Circulation or Category? A Null Result on the Boundary of the Lender of Last Resort
Allan Pedersen
No 6, Philosophers Mint Working Papers from Philosophers Mint
Abstract:
What sets the boundary of the safety net? In a crisis a central bank rescues some private near-monies and lets others fail, and a tempting answer to which is that rescue tracks an entity's position in the payment, settlement and collateral plumbing, its "circulation-centrality", rather than its size or its legal category. This paper builds that hypothesis into a falsifiable test and reports that it fails. On a panel of thirty rescue decisions from 1970 to 2023, a blind-coded index of circulation-centrality at first appears to separate the rescued from the abandoned. The appearance does not survive scrutiny. Blind coding removes a thirteen-point hindsight inflation in the author's own scoring; dropping two index components that quietly restate the rescue trigger removes the construct's circular content; and correcting two contested keystone cases (Lehman Brothers, whom the Federal Reserve could have saved, and Washington Mutual, whose depositors were in fact protected) removes the rest. Conditioning on legal-political capacity rather than deleting the inconvenient cases, the circulation signal falls to a partial correlation of 0.13, and under an independent coder's blind reconstruction of the covariates it does not appear at all. The boundary of last-resort lending is governed by size and political-legal capacity, the familiar too-big-to-fail account, not by a distinct circulation construct. The paper offers the test as a reusable template and the false positive as a cautionary anatomy.

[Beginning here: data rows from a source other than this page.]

#[cfg(test)]
mod tests {
    use super::*;
    use crate::collection::{CompletionMode, ModelCollection};
    use slist_core::ApplyError;
    use std::cell::Cell;

    fn snap(ids: &[u32]) -> Snapshot<u32> {
        Snapshot::new(ids.to_vec()).unwrap()
    }

    fn deferred() -> Reconciler<u32, ModelCollection<u32>> {
        Reconciler::new(
            ModelCollection::new(CompletionMode::Deferred),
            ReconcilerConfig::default(),
        )
    }

    fn finish(rec: &Reconciler<u32, ModelCollection<u32>>) -> bool {
        rec.with_collection(ModelCollection::finish_pending)
            .unwrap_or(false)
    }

    fn shown(rec: &Reconciler<u32, ModelCollection<u32>>) -> Vec<u32> {
        rec.with_collection(|host| host.items().to_vec())
            .unwrap_or_default()
    }

    #[test]
    fn immediate_host_applies_synchronously() {
        let rec = Reconciler::new(ModelCollection::default(), ReconcilerConfig::default());
        assert_eq!(rec.apply(snap(&[1, 2, 3])), ApplyOutcome::Started(SessionId(1)));
        assert!(!rec.is_busy());
        assert_eq!(shown(&rec), vec![1, 2, 3]);
        assert_eq!(rec.last_applied().items(), &[1, 2, 3]);
        assert_eq!(rec.stats().sessions_completed, 1);
    }

    #[test]
    fn unchanged_snapshot_skips_host() {
        let rec = Reconciler::new(ModelCollection::default(), ReconcilerConfig::default());
        rec.apply(snap(&[1, 2]));
        assert_eq!(rec.apply(snap(&[1, 2])), ApplyOutcome::Unchanged);
        assert_eq!(rec.apply(snap(&[])), ApplyOutcome::Started(SessionId(2)));
        assert_eq!(rec.apply(snap(&[])), ApplyOutcome::Unchanged);

        let batches = rec.with_collection(|host| host.batches().len()).unwrap();
        assert_eq!(batches, 2);
        assert_eq!(rec.stats().unchanged_skipped, 2);
    }

    #[test]
    fn empty_initial_publication_is_a_no_op() {
        let rec = deferred();
        assert_eq!(rec.apply(snap(&[])), ApplyOutcome::Unchanged);
        assert!(!rec.is_busy());
    }

    #[test]
    fn snapshots_queue_while_in_flight_and_latest_wins() {
        let rec = deferred();
        assert!(matches!(rec.apply(snap(&[1])), ApplyOutcome::Started(_)));
        assert!(rec.is_busy());

        assert_eq!(rec.apply(snap(&[1, 2])), ApplyOutcome::Queued { superseded: false });
        assert_eq!(rec.apply(snap(&[1, 2, 3])), ApplyOutcome::Queued { superseded: true });
        assert_eq!(rec.apply(snap(&[3, 1])), ApplyOutcome::Queued { superseded: true });
        assert_eq!(rec.stats().snapshots_coalesced, 2);

        assert!(finish(&rec));
        // The queued snapshot started right away.
        assert_eq!(rec.current_session(), Some(SessionId(2)));
        assert!(finish(&rec));
        assert!(!rec.is_busy());
        assert_eq!(shown(&rec), vec![3, 1]);
        assert_eq!(rec.stats().sessions_started, 2);
    }

    #[test]
    fn queued_snapshot_equal_to_target_is_skipped() {
        let rec = deferred();
        rec.apply(snap(&[1, 2]));
        rec.apply(snap(&[1, 2]));
        assert!(finish(&rec));
        assert!(!rec.is_busy());
        assert_eq!(rec.stats().unchanged_skipped, 1);
        assert_eq!(rec.stats().sessions_started, 1);
    }

    #[test]
    fn failure_resyncs_from_host_and_drops_queue() {
        let rec = deferred();
        rec.apply(snap(&[1, 2]));
        assert!(finish(&rec));

        let errors = Rc::new(Cell::new(0));
        let counter = Rc::clone(&errors);
        rec.on_error(move |err| {
            assert_eq!(err.session(), SessionId(2));
            counter.set(counter.get() + 1);
        });

        rec.with_collection(|host| host.fail_next(CollectionError::Host("gone".into())));
        rec.apply(snap(&[2, 1]));
        // Failed synchronously inside apply; nothing is left in flight.
        assert!(!rec.is_busy());
        assert_eq!(errors.get(), 1);
        assert_eq!(rec.stats().sessions_failed, 1);
        assert_eq!(rec.last_applied().items(), &[1, 2]);
        assert!(matches!(
            rec.last_error(),
            Some(ReconcileError::Failed {
                source: CollectionError::Host(_),
                ..
            })
        ));
    }

    #[test]
    fn failure_discards_queued_snapshot() {
        let rec = deferred();
        rec.apply(snap(&[1]));
        rec.apply(snap(&[1, 2]));
        assert!(rec.has_queued());

        let pending = rec.with_collection(ModelCollection::take_pending).flatten();
        pending
            .expect("deferred completion")
            .failed(CollectionError::Host("animation interrupted".into()));

        assert!(!rec.has_queued());
        assert!(!rec.is_busy());
        assert_eq!(rec.stats().sessions_started, 1);
    }

    #[test]
    fn failure_without_observed_state_assumes_attempted_snapshot() {
        let config = ReconcilerConfig {
            recover_from_observed_state: false,
            ..ReconcilerConfig::default()
        };
        let rec = Reconciler::new(ModelCollection::default(), config);
        rec.with_collection(|host| host.fail_next(CollectionError::Host("x".into())));
        rec.apply(snap(&[4, 5]));
        assert_eq!(rec.last_applied().items(), &[4, 5]);
        assert!(rec.last_error().is_some());
    }

    #[test]
    fn identity_instability_fails_the_session() {
        let rec = Reconciler::new(ModelCollection::default(), ReconcilerConfig::default());
        rec.apply(snap(&[1, 2, 3]));
        // The host silently shows something else.
        rec.with_collection(|host| host.force_items(vec![9, 2, 3]));
        rec.apply(snap(&[2, 3]));

        let err = rec.last_error().expect("failure recorded");
        let ReconcileError::Failed { source, .. } = err;
        assert!(source.is_identity_instability());
        assert!(matches!(
            source,
            CollectionError::Apply(ApplyError::UnknownIdentity { .. })
        ));
        // Resynced to what the host actually shows.
        assert_eq!(rec.last_applied().items(), &[9, 2, 3]);

        // The next publication converges on the desired state.
        rec.apply(snap(&[2, 3]));
        assert_eq!(shown(&rec), vec![2, 3]);
    }

    #[test]
    fn abandoned_completion_fails_session() {
        let rec = deferred();
        rec.apply(snap(&[1]));
        let pending = rec.with_collection(ModelCollection::take_pending).flatten();
        drop(pending);
        assert!(!rec.is_busy());
        assert_eq!(
            rec.last_error().map(|e| {
                let ReconcileError::Failed { source, .. } = e;
                source
            }),
            Some(CollectionError::Abandoned)
        );
    }

    #[test]
    fn stale_completion_is_ignored() {
        let rec = deferred();
        rec.apply(snap(&[1]));
        let first = rec
            .with_collection(ModelCollection::take_pending)
            .flatten()
            .unwrap();
        first.finished();
        rec.apply(snap(&[1, 2]));
        assert_eq!(rec.current_session(), Some(SessionId(2)));

        // Late signal for session #1.
        let sink: Weak<dyn CompletionSink> = Rc::downgrade(&rec.shared) as Weak<dyn CompletionSink>;
        Completion::new(sink, SessionId(1)).finished();
        assert_eq!(rec.current_session(), Some(SessionId(2)));
    }

    #[test]
    fn teardown_makes_late_completion_a_no_op() {
        let rec = deferred();
        rec.apply(snap(&[1, 2]));
        let pending = rec
            .with_collection(ModelCollection::take_pending)
            .flatten()
            .unwrap();
        rec.apply(snap(&[3]));

        rec.teardown();
        assert!(!rec.is_alive());
        assert!(!rec.has_queued());
        assert!(rec.with_collection(|host| host.items().len()).is_none());

        pending.finished();
        assert_eq!(rec.stats().sessions_completed, 0);
        assert_eq!(rec.apply(snap(&[5])), ApplyOutcome::Closed);
    }

    struct DropFlagged {
        inner: ModelCollection<u32>,
        dropped: Rc<Cell<bool>>,
    }

    impl VisualCollection<u32> for DropFlagged {
        fn apply(&mut self, batch: Batch<u32>, completion: Completion) {
            self.inner.apply(batch, completion);
        }
    }

    impl Drop for DropFlagged {
        fn drop(&mut self) {
            self.dropped.set(true);
        }
    }

    #[test]
    fn teardown_inside_host_borrow_releases_host_afterwards() {
        let dropped = Rc::new(Cell::new(false));
        let rec = Reconciler::new(
            DropFlagged {
                inner: ModelCollection::new(CompletionMode::Deferred),
                dropped: Rc::clone(&dropped),
            },
            ReconcilerConfig::default(),
        );
        rec.apply(snap(&[1]));
        assert!(rec.with_collection(|host| host.inner.has_pending()).unwrap());

        let inner = rec.clone();
        let ran = rec.with_collection(move |host| {
            inner.teardown();
            // Still borrowed here; released once the closure returns.
            host.inner.items().to_vec()
        });
        assert_eq!(ran, Some(vec![1]));
        assert!(dropped.get());
        assert!(!rec.is_alive());
        assert!(rec.with_collection(|host| host.inner.items().len()).is_none());
        assert_eq!(rec.stats().sessions_completed, 0);
    }

    #[test]
    fn elapsed_micros_saturate() {
        assert_eq!(micros(Duration::from_micros(1_500)), 1_500);
        assert_eq!(micros(Duration::MAX), u64::MAX);
    }

    #[test]
    fn apply_while_host_borrowed_waits_for_release() {
        let rec = Reconciler::new(ModelCollection::default(), ReconcilerConfig::default());
        let inner = rec.clone();
        let outcome = rec.with_collection(move |_| inner.apply(snap(&[7])));
        assert_eq!(outcome, Some(ApplyOutcome::Queued { superseded: false }));
        // Released: the queued snapshot has been applied.
        assert_eq!(shown(&rec), vec![7]);
    }
}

Keywords: lender of last resort; too big to fail; systemic importance; central-bank rescue; financial safety net; blind coding; replication; null result (search for similar items in EconPapers)
JEL-codes: B41 E58 G01 G28 N20 (search for similar items in EconPapers)
Date: 2026-07
Note: A companion research note, "The Anatomy of a False Positive", develops the methodological half of the argument. Also available on SSRN (10.2139/ssrn.7131482).